WTI vs. Middle Eastern Crude – Key Differences
| Parameter | WTI (U.S.) | Dubai/Oman (Middle East) |
|---|---|---|
| API Gravity | 39–41 (lighter) | 31–33 (heavier) |
| Sulfur Content | 0.24% (low) | 2.0% (higher) |
| Refining Cost | Lower | Higher |
| Carbon Emissions | Fewer | More |
| Trade Discount | $3–$6/barrel cheaper | Benchmark price |
| Transport Route | U.S. Gulf via Suez Canal | Shorter regional routes |
These specifications show why WTI is particularly suitable for Pakistan’s refineries, which benefit from high light-distillate yields like petrol and jet fuel.
Potential Challenges Ahead
Despite the success of these shipments, experts note several challenges:
- Currency volatility and import financing amid Pakistan’s tight dollar reserves.
- Shipping time from the U.S. (30–35 days) compared to Middle Eastern routes (5–7 days).
- Global oil market fluctuations, which may reduce WTI’s price advantage.
- Limited refining capacity if imports increase further without refinery upgrades.
Still, policymakers see this as a long-term strategic adjustment rather than a temporary experiment.
Expert Opinions
Industry experts have welcomed the move, calling it a bold and forward-looking step.
“This deal represents Pakistan’s willingness to think globally,” said Dr. Saeed Ahmed, an energy economist. “If managed well, it could reshape our energy import model for the next decade.”
“Cnergyico’s deep-water terminal has unlocked a gateway for transcontinental oil trade. It’s an asset Pakistan must maximize,” added energy consultant Ayesha Malik.
Conclusion About Pakistan receives U.S. crude oil shipment:
Pakistan’s receipt of its second U.S. crude oil shipment underscores a significant strategic and economic shift.

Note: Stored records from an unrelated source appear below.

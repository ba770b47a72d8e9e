use std::path::PathBuf;

use crate::config::ChannelConfig;
use crate::library::ContentItem;

/// Live manifest filename inside the output directory. ffmpeg derives the
/// segment names from it (`stream0.ts`, `stream1.ts`, ...).
pub const MANIFEST_NAME: &str = "stream.m3u8";

/// Everything needed to compose one transcoder invocation.
#[derive(Debug, Clone)]
pub struct StreamSettings {
    pub channel_name: String,
    pub resolution: String,
    pub overlay_image: PathBuf,
    pub font: PathBuf,
    pub weather_file: PathBuf,
    pub output_dir: PathBuf,
    pub log_level: String,
    pub hls_time: f64,
    pub hls_list_size: u32,
    pub segment_wrap: u32,
}

impl StreamSettings {
    pub fn from_config(config: &ChannelConfig) -> Self {
        Self {
            channel_name: config.channel.name.clone(),
            resolution: config.channel.resolution.clone(),
            overlay_image: config.resolve_path(&config.paths.overlay_image),
            font: config.resolve_path(&config.paths.font),
            weather_file: config.resolve_path(&config.paths.weather_file),
            output_dir: config.resolve_path(&config.paths.output_dir),
            log_level: config.ffmpeg.log_level.clone(),
            hls_time: config.ffmpeg.hls_time,
            hls_list_size: config.ffmpeg.hls_list_size,
            segment_wrap: config.ffmpeg.segment_wrap,
        }
    }

    pub fn manifest_path(&self) -> PathBuf {
        self.output_dir.join(MANIFEST_NAME)
    }
}

/// Argument vector for one playout invocation: source plus overlay image in,
/// scaled and padded video with drawtext overlays out, rolling HLS window.
pub fn compose(item: &ContentItem, next_name: Option<&str>, settings: &StreamSettings) -> Vec<String> {
    let resolution = &settings.resolution;
    let filter = format!(
        "scale={resolution}:force_original_aspect_ratio=decrease,\
         pad={resolution}:(ow-iw)/2:(oh-ih)/2,\
         overlay=0:0,\
         drawtext=fontsize=18:fontfile={font}:fontcolor=white:textfile={weather}:x=w-tw+20:y=(-35),\
         drawtext=fontsize=25:fontcolor=white:text='{channel}':x=25:y=25,\
         drawtext=fontsize=11:fontcolor=white:text='%{{pts\\:hms}}':x=(6):y=h-th-13,\
         drawtext=fontsize=11:fontcolor=white:text='{duration}':x=(10):y=h-th-2,\
         drawtext=fontsize=16:fontcolor=white:text='{name}':x=(w-tw-25):y=h-th-35,\
         drawtext=fontsize=13:fontcolor=white:text='{preview}':x=(w-tw-25):y=h-th-19,\
         drawtext=fontsize=18:fontcolor=white:text='%{{localtime\\:%T}}':x=35:y=83[v]",
        font = settings.font.display(),
        weather = settings.weather_file.display(),
        channel = escape_drawtext(&settings.channel_name),
        duration = escape_drawtext(&format!("  0{}", item.duration)),
        name = escape_drawtext(&item.name),
        preview = escape_drawtext(next_name.unwrap_or(&item.category)),
    );

    vec![
        "-nostdin".to_string(),
        "-re".to_string(),
        "-i".to_string(),
        item.path.to_string_lossy().to_string(),
        "-i".to_string(),
        settings.overlay_image.to_string_lossy().to_string(),
        "-c:v".to_string(),
        "libx264".to_string(),
        "-c:a".to_string(),
        "copy".to_string(),
        "-loglevel".to_string(),
        settings.log_level.clone(),
        "-filter_complex".to_string(),
        filter,
        "-map".to_string(),
        "[v]".to_string(),
        "-map".to_string(),
        "0:a".to_string(),
        "-hls_time".to_string(),
        settings.hls_time.to_string(),
        "-hls_list_size".to_string(),
        settings.hls_list_size.to_string(),
        "-f".to_string(),
        "hls".to_string(),
        "-segment_wrap".to_string(),
        settings.segment_wrap.to_string(),
        "-hls_flags".to_string(),
        "delete_segments+append_list+omit_endlist".to_string(),
        settings.manifest_path().to_string_lossy().to_string(),
    ]
}

/// Colons separate drawtext options, so literal ones must be escaped.
fn escape_drawtext(text: &str) -> String {
    text.replace('\\', "\\\\").replace(':', "\\:")
}
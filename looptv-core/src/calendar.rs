use std::io;
use std::path::{Path, PathBuf};

use chrono::{DateTime, Duration, NaiveDate, NaiveDateTime, Utc};
use thiserror::Error;
use tracing::{debug, warn};

/// Cap on generated future occurrences for a recurring event.
const MAX_OCCURRENCES: i64 = 365;

#[derive(Debug, Error)]
pub enum CalendarError {
    #[error("failed to read calendar {path}: {source}")]
    Io { source: io::Error, path: PathBuf },
    #[error("invalid timestamp in calendar: {0}")]
    Timestamp(String),
    #[error("event missing {0}")]
    MissingField(&'static str),
    #[error("failed to fetch calendar from {url}: {source}")]
    Fetch { source: reqwest::Error, url: String },
}

pub type CalendarResult<T> = Result<T, CalendarError>;

#[derive(Debug, Clone, Copy, PartialEq, Eq)]
pub enum Frequency {
    Daily,
    Weekly,
}

impl Frequency {
    fn days(&self) -> i64 {
        match self {
            Frequency::Daily => 1,
            Frequency::Weekly => 7,
        }
    }
}

#[derive(Debug, Clone, Copy)]
pub struct RecurrenceRule {
    pub frequency: Frequency,
    pub interval: u32,
}

impl RecurrenceRule {
    /// Whole-day shift between consecutive occurrences.
    fn step_days(&self) -> i64 {
        self.frequency.days() * i64::from(self.interval.max(1))
    }

    fn parse(value: &str) -> Option<Self> {
        let mut frequency = None;
        let mut interval = 1;
        for part in value.split(';') {
            let (key, val) = part.split_once('=')?;
            match key.trim() {
                "FREQ" => {
                    frequency = match val.trim() {
                        "DAILY" => Some(Frequency::Daily),
                        "WEEKLY" => Some(Frequency::Weekly),
                        other => {
                            debug!(frequency = other, "unsupported RRULE frequency");
                            return None;
                        }
                    };
                }
                "INTERVAL" => interval = val.trim().parse().unwrap_or(1),
                _ => {}
            }
        }
        frequency.map(|frequency| Self {
            frequency,
            interval,
        })
    }
}

#[derive(Debug, Clone)]
pub struct CalendarEvent {
    pub category: String,
    pub start: DateTime<Utc>,
    pub end: DateTime<Utc>,
    pub recurrence: Option<RecurrenceRule>,
}

impl CalendarEvent {
    /// True when `instant` falls inside `[start, end)` of the event itself or
    /// of one of its day-shifted occurrences.
    pub fn covers(&self, instant: DateTime<Utc>) -> bool {
        match self.recurrence {
            None => instant >= self.start && instant < self.end,
            Some(rule) => {
                let step = Duration::days(rule.step_days());
                let mut start = self.start;
                let mut end = self.end;
                for _ in 0..MAX_OCCURRENCES {
                    if instant >= start && instant < end {
                        return true;
                    }
                    if start > instant {
                        return false;
                    }
                    start += step;
                    end += step;
                }
                false
            }
        }
    }
}

#[derive(Debug, Clone, Default)]
pub struct Calendar {
    events: Vec<CalendarEvent>,
}

impl Calendar {
    pub fn new(events: Vec<CalendarEvent>) -> Self {
        Self { events }
    }

    pub fn load<P: AsRef<Path>>(path: P) -> CalendarResult<Self> {
        let path = path.as_ref();
        let content = std::fs::read_to_string(path).map_err(|source| CalendarError::Io {
            source,
            path: path.to_path_buf(),
        })?;
        Self::parse(&content)
    }

    pub fn parse(content: &str) -> CalendarResult<Self> {
        let mut events = Vec::new();
        let mut current: Option<PartialEvent> = None;
        for line in unfold_lines(content) {
            let line = line.trim_end();
            if line == "BEGIN:VEVENT" {
                current = Some(PartialEvent::default());
                continue;
            }
            if line == "END:VEVENT" {
                if let Some(partial) = current.take() {
                    match partial.finish() {
                        Ok(event) => events.push(event),
                        Err(error) => warn!(%error, "dropping malformed calendar event"),
                    }
                }
                continue;
            }
            let Some(partial) = current.as_mut() else {
                continue;
            };
            let Some((name, value)) = line.split_once(':') else {
                continue;
            };
            // Property parameters (e.g. DTSTART;TZID=...) are ignored.
            let name = name.split(';').next().unwrap_or(name);
            match name {
                "DTSTART" => partial.start = Some(parse_timestamp(value)?),
                "DTEND" => partial.end = Some(parse_timestamp(value)?),
                "SUMMARY" => partial.category = Some(value.trim().to_string()),
                "RRULE" => partial.recurrence = RecurrenceRule::parse(value),
                _ => {}
            }
        }
        Ok(Self { events })
    }

    pub fn events(&self) -> &[CalendarEvent] {
        &self.events
    }

    /// First event covering `instant`, in calendar order. Overlapping events
    /// are not treated as conflicts: first match wins.
    pub fn resolve_at(&self, instant: DateTime<Utc>) -> Option<&str> {
        self.events
            .iter()
            .find(|event| event.covers(instant))
            .map(|event| event.category.as_str())
    }
}

/// Resolve the active category for `instant`, reloading the calendar file
/// wholesale. A missing or unparseable calendar is recoverable: the caller
/// gets `None` and falls back to ads or idle.
pub fn resolve_category<P: AsRef<Path>>(path: P, instant: DateTime<Utc>) -> Option<String> {
    match Calendar::load(path.as_ref()) {
        Ok(calendar) => calendar.resolve_at(instant).map(str::to_string),
        Err(error) => {
            warn!(path = %path.as_ref().display(), %error, "calendar unavailable");
            None
        }
    }
}

/// Download a fresh calendar file over HTTP, replacing the local copy.
pub async fn fetch_calendar(url: &str, destination: &Path) -> CalendarResult<()> {
    let body = reqwest::get(url)
        .await
        .and_then(|response| response.error_for_status())
        .map_err(|source| CalendarError::Fetch {
            source,
            url: url.to_string(),
        })?
        .text()
        .await
        .map_err(|source| CalendarError::Fetch {
            source,
            url: url.to_string(),
        })?;
    tokio::fs::write(destination, body)
        .await
        .map_err(|source| CalendarError::Io {
            source,
            path: destination.to_path_buf(),
        })?;
    Ok(())
}

#[derive(Debug, Default)]
struct PartialEvent {
    category: Option<String>,
    start: Option<DateTime<Utc>>,
    end: Option<DateTime<Utc>>,
    recurrence: Option<RecurrenceRule>,
}

impl PartialEvent {
    fn finish(self) -> CalendarResult<CalendarEvent> {
        let category = self.category.ok_or(CalendarError::MissingField("SUMMARY"))?;
        let start = self.start.ok_or(CalendarError::MissingField("DTSTART"))?;
        let end = self.end.ok_or(CalendarError::MissingField("DTEND"))?;
        if end <= start {
            return Err(CalendarError::Timestamp(format!(
                "event '{category}' ends before it starts"
            )));
        }
        Ok(CalendarEvent {
            category,
            start,
            end,
            recurrence: self.recurrence,
        })
    }
}

/// RFC 5545 line unfolding: a line starting with whitespace continues the
/// previous one.
fn unfold_lines(content: &str) -> Vec<String> {
    let mut lines: Vec<String> = Vec::new();
    for raw in content.lines() {
        let raw = raw.trim_end_matches('\r');
        if raw.starts_with(' ') || raw.starts_with('\t') {
            if let Some(last) = lines.last_mut() {
                last.push_str(&raw[1..]);
                continue;
            }
        }
        lines.push(raw.to_string());
    }
    lines
}

fn parse_timestamp(value: &str) -> CalendarResult<DateTime<Utc>> {
    let value = value.trim();
    if let Some(stripped) = value.strip_suffix('Z') {
        if let Ok(naive) = NaiveDateTime::parse_from_str(stripped, "%Y%m%dT%H%M%S") {
            return Ok(DateTime::from_naive_utc_and_offset(naive, Utc));
        }
    }
    if let Ok(naive) = NaiveDateTime::parse_from_str(value, "%Y%m%dT%H%M%S") {
        return Ok(DateTime::from_naive_utc_and_offset(naive, Utc));
    }
    if let Ok(date) = NaiveDate::parse_from_str(value, "%Y%m%d") {
        let naive = date.and_hms_opt(0, 0, 0).unwrap_or_default();
        return Ok(DateTime::from_naive_utc_and_offset(naive, Utc));
    }
    Err(CalendarError::Timestamp(value.to_string()))
}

By embracing energy diversification, the country is paving the way for greater energy security, reduced costs, and stronger international partnerships.
The arrival of WTI shipments not only reflects evolving trade dynamics but also symbolizes Pakistan’s integration into the global energy market — where efficiency, quality, and independence take center stage.
As the third cargo arrives in January 2026, Pakistan’s partnership with the United States could redefine the country’s energy future for years to come.
Frequently Asked Questions (FAQs)
1. How much crude oil did Pakistan import from the U.S.?
Pakistan imported 1 million barrels of WTI crude in its second shipment via the MT Albany tanker, with a third cargo expected in January 2026.
2. Where was the U.S. oil offloaded in Pakistan?
The oil was offloaded at Cnergyico’s Single Point Mooring (SPM) terminal near Hub, Balochistan, the only deep-water facility capable of handling large oil tankers.
3. Why is Pakistan importing crude from the U.S.?
The imports aim to diversify energy sources, reduce dependence on Middle Eastern suppliers, and capitalize on WTI’s lower cost and cleaner refining properties.
4. What is West Texas Intermediate (WTI) crude oil?
WTI is a light, sweet crude with low sulfur content, making it cheaper to refine into high-value products like petrol and diesel.
5. How do U.S. oil prices compare to Middle Eastern oil?
WTI typically trades at a discount of $3–$6 per barrel to the Dubai/Oman benchmark, offsetting longer shipping distances.